----- MATERIAL TO PROCESS -----
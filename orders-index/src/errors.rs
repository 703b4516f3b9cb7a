//! Error types for the synchronizer.

use orders_index_repository::SearchIndexError;
use thiserror::Error;

/// Error raised by a host platform contract implementation.
///
/// The plugin treats the host as opaque; whatever failed on the host side
/// is carried as a message.
#[derive(Debug, Clone, Error)]
#[error("Host platform error: {0}")]
pub struct HostError(pub String);

impl HostError {
    pub fn new(msg: impl Into<String>) -> Self {
        Self(msg.into())
    }
}

/// Errors from a single sync or delete attempt against the search index.
///
/// A remote failure means the index may be stale but the ledger still
/// matches what was last written. A ledger failure is worse: the next sync
/// would compute the wrong stale-address range, so it aborts the attempt.
/// Neither may interrupt the host operation that triggered the sync; the
/// watcher catches both and logs them.
#[derive(Debug, Error)]
pub enum SyncError {
    /// The remote search index rejected or failed an operation.
    #[error("Remote index error: {0}")]
    Remote(#[from] SearchIndexError),

    /// Reading or persisting the per-order record count failed.
    #[error("Ledger error: {0}")]
    Ledger(String),
}

impl SyncError {
    /// Create a ledger error.
    pub fn ledger(msg: impl Into<String>) -> Self {
        Self::Ledger(msg.into())
    }
}
//! Contracts the host platform implements for the plugin.
//!
//! The host framework owns orders, their metadata, and all localization.
//! The plugin depends on these traits instead of concrete host types so the
//! core logic can be exercised against in-memory implementations in tests.

use async_trait::async_trait;
use chrono::{DateTime, Utc};

use crate::errors::HostError;
use crate::order::Order;

/// Read access to orders by identifier.
///
/// Used by the watcher to re-resolve the typed order behind the legacy
/// content-deletion signal.
#[async_trait]
pub trait OrderStore: Send + Sync {
    /// Fetch an order by id. `Ok(None)` when no such order exists (or the
    /// identifier refers to content that is not an order).
    async fn order(&self, order_id: u64) -> Result<Option<Order>, HostError>;
}

/// Read/write access to an order's metadata entries.
///
/// The record-count ledger persists through this store; writes must be
/// applied immediately, not deferred to the end of the host request.
#[async_trait]
pub trait OrderMetadataStore: Send + Sync {
    /// Read a metadata value. `Ok(None)` when the key was never set.
    async fn meta(&self, order_id: u64, key: &str) -> Result<Option<String>, HostError>;

    /// Write a metadata value, overwriting any previous value.
    async fn set_meta(&self, order_id: u64, key: &str, value: &str) -> Result<(), HostError>;
}

/// Host-side display lookups used during projection.
///
/// These are synchronous: the host resolves them from in-memory
/// configuration (status labels, country tables, locale formats).
pub trait PlatformLookups: Send + Sync {
    /// Whether the commerce module is available at all. When it is not,
    /// orders project to nothing and disappear from the index.
    fn commerce_enabled(&self) -> bool {
        true
    }

    /// Human-readable name for a status slug (e.g. "processing" ->
    /// "Processing").
    fn order_status_name(&self, status: &str) -> String;

    /// Display name for an ISO country code; implementations should return
    /// the code itself when it is unknown.
    fn country_name(&self, code: &str) -> String;

    /// Format a timestamp with the host's configured date format.
    fn format_date(&self, date: &DateTime<Utc>) -> String;

    /// Format a monetary amount with the host's currency settings.
    fn format_amount(&self, amount: f64) -> String;
}
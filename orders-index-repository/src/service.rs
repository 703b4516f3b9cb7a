//! Search index service implementation.
//!
//! This module provides the validating facade over a `SearchIndexProvider`.
//! The synchronizer and the admin search backend both go through this
//! service rather than talking to a provider directly.

use std::sync::Arc;

use crate::config::SearchIndexServiceConfig;
use crate::errors::SearchIndexError;
use crate::interfaces::SearchIndexProvider;
use crate::types::BatchOperationSummary;
use crate::utils::parse_record_address;
use orders_index_shared::{OrderRecord, OrderSearchResponse, SearchQuery};

/// The high-level API for the orders search index.
///
/// Validates inputs (record addresses, batch sizes, query parameters) and
/// delegates the actual backend operations to an injected
/// [`SearchIndexProvider`], so backends can be swapped and tests can use
/// mock implementations.
pub struct SearchIndexService {
    provider: Arc<dyn SearchIndexProvider>,
    config: SearchIndexServiceConfig,
}

impl SearchIndexService {
    /// Create a new service with default configuration.
    ///
    /// The default configuration limits batches to 1000 items.
    pub fn new(provider: Arc<dyn SearchIndexProvider>) -> Self {
        Self {
            provider,
            config: SearchIndexServiceConfig::default(),
        }
    }

    /// Create a new service with custom configuration.
    pub fn with_config(
        provider: Arc<dyn SearchIndexProvider>,
        config: SearchIndexServiceConfig,
    ) -> Self {
        Self { provider, config }
    }

    /// Ensure the backing index exists. Called once at startup.
    pub async fn ensure_index_exists(&self) -> Result<(), SearchIndexError> {
        self.provider.ensure_index_exists().await
    }

    /// Check if batch size exceeds the configured limit.
    fn validate_batch_size(&self, size: usize) -> Result<(), SearchIndexError> {
        if let Some(max) = self.config.max_batch_size {
            if size > max {
                return Err(SearchIndexError::batch_size_exceeded(size, max));
            }
        }
        Ok(())
    }

    /// Write records to the index, keyed by their positional addresses.
    ///
    /// Every record's `object_id` must be a well-formed address whose order
    /// id component matches the record's `id` field; a mismatch would write
    /// a record into another order's address space.
    ///
    /// # Returns
    ///
    /// * `Ok(BatchOperationSummary)` - Per-address results; partial failures
    ///   are reported in the summary rather than failing the whole batch
    /// * `Err(SearchIndexError::ValidationError)` - If any address is malformed
    /// * `Err(SearchIndexError::BatchSizeExceeded)` - If the batch is too large
    pub async fn save_records(
        &self,
        records: &[OrderRecord],
    ) -> Result<BatchOperationSummary, SearchIndexError> {
        if records.is_empty() {
            return Ok(BatchOperationSummary::empty());
        }

        self.validate_batch_size(records.len())?;

        for record in records {
            let (order_id, _) = parse_record_address(&record.object_id)?;
            if order_id != record.id {
                return Err(SearchIndexError::validation(format!(
                    "Record address '{}' does not belong to order {}",
                    record.object_id, record.id
                )));
            }
        }

        self.provider.save_records(records).await
    }

    /// Delete the records at the given addresses.
    ///
    /// Addresses that hold no record succeed silently; the synchronizer
    /// deletes candidate stale addresses without knowing which ones exist.
    /// When `wait` is true the call blocks until the deletions are visible
    /// to searches.
    pub async fn delete_records(
        &self,
        addresses: &[String],
        wait: bool,
    ) -> Result<(), SearchIndexError> {
        if addresses.is_empty() {
            return Ok(());
        }

        self.validate_batch_size(addresses.len())?;

        for address in addresses {
            parse_record_address(address)?;
        }

        self.provider.delete_records(addresses, wait).await
    }

    /// Execute a free-text search over the indexed records.
    pub async fn search(&self, query: &SearchQuery) -> Result<OrderSearchResponse, SearchIndexError> {
        query.validate().map_err(SearchIndexError::validation)?;
        self.provider.search(query).await
    }
}

#[cfg(test)]
mod tests {
    use super::*;
    use crate::types::BatchOperationResult;
    use async_trait::async_trait;
    use orders_index_shared::AddressBlock;
    use std::sync::Mutex;

    /// Mock provider recording the requests it receives.
    struct MockProvider {
        saved: Mutex<Vec<OrderRecord>>,
        deleted: Mutex<Vec<(Vec<String>, bool)>>,
        should_fail: bool,
    }

    impl MockProvider {
        fn new() -> Self {
            Self {
                saved: Mutex::new(Vec::new()),
                deleted: Mutex::new(Vec::new()),
                should_fail: false,
            }
        }

        fn failing() -> Self {
            Self {
                should_fail: true,
                ..Self::new()
            }
        }
    }

    #[async_trait]
    impl SearchIndexProvider for MockProvider {
        async fn ensure_index_exists(&self) -> Result<(), SearchIndexError> {
            Ok(())
        }

        async fn save_records(
            &self,
            records: &[OrderRecord],
        ) -> Result<BatchOperationSummary, SearchIndexError> {
            if self.should_fail {
                return Err(SearchIndexError::bulk_index("Mock failure"));
            }
            self.saved.lock().unwrap().extend_from_slice(records);
            Ok(BatchOperationSummary {
                total: records.len(),
                succeeded: records.len(),
                failed: 0,
                results: records
                    .iter()
                    .map(|r| BatchOperationResult {
                        address: r.object_id.clone(),
                        success: true,
                        error: None,
                    })
                    .collect(),
            })
        }

        async fn delete_records(
            &self,
            addresses: &[String],
            wait: bool,
        ) -> Result<(), SearchIndexError> {
            if self.should_fail {
                return Err(SearchIndexError::delete("Mock failure"));
            }
            self.deleted
                .lock()
                .unwrap()
                .push((addresses.to_vec(), wait));
            Ok(())
        }

        async fn search(
            &self,
            _query: &SearchQuery,
        ) -> Result<OrderSearchResponse, SearchIndexError> {
            if self.should_fail {
                return Err(SearchIndexError::search("Mock failure"));
            }
            Ok(OrderSearchResponse::empty())
        }
    }

    fn test_record(order_id: u64, record_index: u32) -> OrderRecord {
        OrderRecord {
            object_id: OrderRecord::record_address(order_id, record_index),
            id: order_id,
            kind: "shop_order".to_string(),
            number: order_id.to_string(),
            status: "processing".to_string(),
            status_name: "Processing".to_string(),
            date_timestamp: 1_700_000_000,
            date_formatted: "November 14, 2023".to_string(),
            order_total: 10.0,
            formatted_order_total: "$10.00".to_string(),
            items_count: 0,
            payment_method_title: String::new(),
            shipping_method_title: String::new(),
            customer: None,
            billing: AddressBlock::default(),
            shipping: AddressBlock::default(),
            items: vec![],
        }
    }

    #[tokio::test]
    async fn test_save_records_empty() {
        let service = SearchIndexService::new(Arc::new(MockProvider::new()));
        let summary = service.save_records(&[]).await.unwrap();
        assert_eq!(summary.total, 0);
        assert!(summary.all_succeeded());
    }

    #[tokio::test]
    async fn test_save_records_delegates() {
        let provider = Arc::new(MockProvider::new());
        let service = SearchIndexService::new(provider.clone());

        let records = vec![test_record(42, 0), test_record(43, 0)];
        let summary = service.save_records(&records).await.unwrap();

        assert_eq!(summary.total, 2);
        assert_eq!(summary.succeeded, 2);
        assert_eq!(provider.saved.lock().unwrap().len(), 2);
    }

    #[tokio::test]
    async fn test_save_records_rejects_mismatched_address() {
        let provider = Arc::new(MockProvider::new());
        let service = SearchIndexService::new(provider.clone());

        let mut record = test_record(42, 0);
        record.object_id = OrderRecord::record_address(99, 0);

        let result = service.save_records(&[record]).await;
        assert!(matches!(
            result.unwrap_err(),
            SearchIndexError::ValidationError(_)
        ));
        assert!(provider.saved.lock().unwrap().is_empty());
    }

    #[tokio::test]
    async fn test_delete_records_empty_is_noop() {
        let provider = Arc::new(MockProvider::new());
        let service = SearchIndexService::new(provider.clone());

        service.delete_records(&[], false).await.unwrap();
        assert!(provider.deleted.lock().unwrap().is_empty());
    }

    #[tokio::test]
    async fn test_delete_records_passes_wait_flag() {
        let provider = Arc::new(MockProvider::new());
        let service = SearchIndexService::new(provider.clone());

        let addresses = vec!["42-0".to_string(), "42-1".to_string()];
        service.delete_records(&addresses, true).await.unwrap();

        let deleted = provider.deleted.lock().unwrap();
        assert_eq!(deleted.len(), 1);
        assert_eq!(deleted[0].0, addresses);
        assert!(deleted[0].1);
    }

    #[tokio::test]
    async fn test_delete_records_rejects_malformed_address() {
        let service = SearchIndexService::new(Arc::new(MockProvider::new()));
        let result = service
            .delete_records(&["not-an-address-x".to_string()], false)
            .await;
        assert!(matches!(
            result.unwrap_err(),
            SearchIndexError::ValidationError(_)
        ));
    }

    #[tokio::test]
    async fn test_batch_size_limit() {
        let service = SearchIndexService::with_config(
            Arc::new(MockProvider::new()),
            SearchIndexServiceConfig::with_max_batch_size(1),
        );

        let records = vec![test_record(1, 0), test_record(2, 0)];
        let result = service.save_records(&records).await;
        assert!(matches!(
            result.unwrap_err(),
            SearchIndexError::BatchSizeExceeded { provided: 2, max: 1 }
        ));
    }

    #[tokio::test]
    async fn test_batch_size_unlimited() {
        let service = SearchIndexService::with_config(
            Arc::new(MockProvider::new()),
            SearchIndexServiceConfig::unlimited(),
        );

        let records: Vec<OrderRecord> = (1..=2000).map(|i| test_record(i, 0)).collect();
        let summary = service.save_records(&records).await.unwrap();
        assert_eq!(summary.total, 2000);
    }

    #[tokio::test]
    async fn test_search_validates_query() {
        let service = SearchIndexService::new(Arc::new(MockProvider::new()));
        let result = service.search(&SearchQuery::new("   ")).await;
        assert!(matches!(
            result.unwrap_err(),
            SearchIndexError::ValidationError(_)
        ));
    }

    #[tokio::test]
    async fn test_provider_failure_propagates() {
        let service = SearchIndexService::new(Arc::new(MockProvider::failing()));
        let result = service.save_records(&[test_record(1, 0)]).await;
        assert!(matches!(
            result.unwrap_err(),
            SearchIndexError::BulkIndexError(_)
        ));
    }
}
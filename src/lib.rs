//! Find the itemsets that are bought together at least `sigma` times.
//!
//! Mining grows itemsets one item at a time, Apriori style. Each level of
//! frequent itemsets carries the ids of the transactions it occurs in, so the
//! next level's occurrence sets come from filtering the parent's instead of
//! rescanning the log.
//!
//! ```
//! use cooccur::{mine_frequent_itemsets, MiningConfig, TransactionStore};
//!
//! let store = TransactionStore::from_transactions(vec![
//!     vec![1, 2, 3],
//!     vec![1, 2],
//!     vec![1, 2, 3],
//!     vec![1, 3],
//! ]).unwrap();
//! let config = MiningConfig::new(2, 2);
//!
//! let itemsets = mine_frequent_itemsets(&store, &config).unwrap();
//! assert_eq!(itemsets.len(), 4);
//! assert_eq!(itemsets[3].items, vec![1, 2, 3]);
//! assert_eq!(itemsets[3].frequency, 2);
//! ```

pub mod apriori;
pub mod error;
pub mod io;

pub use apriori::{
    mine_frequent_itemsets, mine_with_stats, FrequentItemset, MiningConfig, MiningStats,
    TransactionStore,
};
pub use error::CooccurError;
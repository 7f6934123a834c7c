use super::storage::FrequentLevel;
use super::store::{Item, ItemId, TransactionStore};

/// One reported itemset: its items in ascending order and the number of transactions holding all of them.
#[derive(Debug, Clone, PartialEq, Eq, Hash)]
pub struct FrequentItemset<I> {
    pub items: Vec<I>,
    pub frequency: usize,
}

impl<I> FrequentItemset<I> {
    pub fn len(&self) -> usize {
        self.items.len()
    }

    pub fn is_empty(&self) -> bool {
        self.items.is_empty()
    }
}

/// Accumulates every finished level of at least `min_set_size` items.
#[derive(Debug, Clone)]
pub struct ResultCollector {
    min_set_size: usize,
    records: Vec<(Vec<ItemId>, usize)>,
}

impl ResultCollector {
    pub fn new(min_set_size: usize) -> Self {
        Self {
            min_set_size,
            records: Vec::new(),
        }
    }

    /// Record `level` if its itemsets are large enough. Returns how many records were added.
    pub fn collect(&mut self, level: &FrequentLevel) -> usize {
        if level.itemset_size < self.min_set_size {
            return 0;
        }
        self.records.extend(
            level
                .iter()
                .map(|(itemset, tids)| (itemset.to_vec(), tids.len())),
        );
        level.len()
    }

    pub fn len(&self) -> usize {
        self.records.len()
    }

    pub fn is_empty(&self) -> bool {
        self.records.is_empty()
    }

    /// Final ordering: smaller itemsets first, then by the sorted item sequence.
    pub fn finish<I: Item>(mut self, store: &TransactionStore<I>) -> Vec<FrequentItemset<I>> {
        self.records
            .sort_unstable_by(|(a, _), (b, _)| a.len().cmp(&b.len()).then_with(|| a.cmp(b)));
        self.records
            .into_iter()
            .map(|(ids, frequency)| FrequentItemset {
                items: store.resolve(&ids),
                frequency,
            })
            .collect()
    }
}
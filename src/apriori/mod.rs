pub mod base;
pub mod candidates;
pub mod collector;
pub mod combinations;
pub mod config;
pub mod mining;
pub mod prune;
pub mod storage;
pub mod store;


pub use collector::{FrequentItemset, ResultCollector};
pub use config::MiningConfig;
pub use mining::{mine_frequent_itemsets, mine_with_stats, LevelStats, MiningStats};
pub use prune::{FrequentHistory, SubsetPruner};
pub use storage::FrequentLevel;
pub use store::{Item, ItemId, TransactionId, TransactionStore};
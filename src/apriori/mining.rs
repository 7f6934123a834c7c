use super::base::build_first_level;
use super::candidates::{generate_candidates, CandidateSet};
use super::collector::{FrequentItemset, ResultCollector};
use super::config::MiningConfig;
use super::prune::{FrequentHistory, SubsetPruner};
use super::storage::FrequentLevel;
use super::store::{Item, TransactionStore};
use crate::error::Result;

/// Counters for one itemset size.
#[derive(Debug, Clone, Copy, PartialEq, Eq, Default)]
pub struct LevelStats {
    pub itemset_size: usize,
    /// Distinct candidates that survived the pruner.
    pub candidates: usize,
    pub pruned: usize,
    pub merged: usize,
    pub frequent: usize,
}

#[derive(Debug, Clone, PartialEq, Eq, Default)]
pub struct MiningStats {
    pub levels: Vec<LevelStats>,
}

impl MiningStats {
    /// Size of the largest non-empty frequent level, 0 if nothing reached `sigma`.
    pub fn largest_itemset_size(&self) -> usize {
        self.levels
            .iter()
            .filter(|level| level.frequent > 0)
            .map(|level| level.itemset_size)
            .max()
            .unwrap_or(0)
    }

    pub fn total_frequent(&self) -> usize {
        self.levels.iter().map(|level| level.frequent).sum()
    }
}

/// Keep the candidates whose occurrence set reaches `sigma`, sorted into a level.
pub fn filter_frequent(candidates: CandidateSet, sigma: usize) -> FrequentLevel {
    let mut survivors: Vec<_> = candidates
        .entries
        .into_iter()
        .filter(|(_, tids)| tids.len() >= sigma)
        .collect();
    survivors.sort_unstable_by(|(a, _), (b, _)| a.cmp(b));

    let mut level = FrequentLevel::with_capacity(candidates.itemset_size, survivors.len());
    for (itemset, tids) in survivors {
        level.push(&itemset, tids);
    }
    level
}

/// Every itemset of at least `min_set_size` items that occurs in at least `sigma` transactions.
pub fn mine_frequent_itemsets<I: Item>(
    store: &TransactionStore<I>,
    config: &MiningConfig,
) -> Result<Vec<FrequentItemset<I>>> {
    mine_with_stats(store, config).map(|(itemsets, _)| itemsets)
}

/// Same as [`mine_frequent_itemsets`], also returning per-level counters.
pub fn mine_with_stats<I: Item>(
    store: &TransactionStore<I>,
    config: &MiningConfig,
) -> Result<(Vec<FrequentItemset<I>>, MiningStats)> {
    config.validate()?;

    let mut history = FrequentHistory::new(config.max_combo_size, store.num_items());
    let mut collector = ResultCollector::new(config.min_set_size);
    let mut stats = MiningStats::default();

    let mut current = build_first_level(store, config.sigma);
    log::info!(
        "starting with {} itemsets of size 1 ({} distinct items in {} transactions)",
        current.len(),
        store.num_items(),
        store.len()
    );
    stats.levels.push(LevelStats {
        itemset_size: 1,
        candidates: store.num_items(),
        frequent: current.len(),
        ..LevelStats::default()
    });
    history.record(&current)?;
    collector.collect(&current);

    while !current.is_empty() {
        let next_size = current.itemset_size + 1;
        log::info!("checking itemsets of size {}", next_size);

        let candidates = {
            let mut pruner = SubsetPruner::new(&history);
            generate_candidates(store, &current, &mut pruner)?
        };
        let mut level_stats = LevelStats {
            itemset_size: next_size,
            candidates: candidates.len(),
            pruned: candidates.pruned,
            merged: candidates.merged,
            frequent: 0,
        };
        log::debug!(
            "size {}: {} candidates kept, {} pruned, {} merged paths",
            next_size,
            level_stats.candidates,
            level_stats.pruned,
            level_stats.merged
        );

        let next = filter_frequent(candidates, config.sigma);
        level_stats.frequent = next.len();
        stats.levels.push(level_stats);
        log::info!("added {}", next.len());
        log::debug!(
            "size {} level holds {} occurrences (~{} bytes)",
            next_size,
            next.total_occurrences(),
            next.estimated_bytes()
        );

        if !history.record(&next)? {
            log::debug!(
                "size {} is above max_combo_size {}, not kept for subset checks ({} sizes held)",
                next_size,
                history.max_combo_size(),
                history.depth()
            );
        }
        collector.collect(&next);
        current = next;
    }

    log::info!(
        "found {} itemsets of size >= {}, largest size {}",
        collector.len(),
        config.min_set_size,
        stats.largest_itemset_size()
    );
    Ok((collector.finish(store), stats))
}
-----
WORK ITEM — Every line above that holds the string "Create" should be copied out.

OUTPUT OF THE TASK —
    /// Create a ledger error.
    /// Create a new service with default configuration.
    /// Create a new service with custom configuration.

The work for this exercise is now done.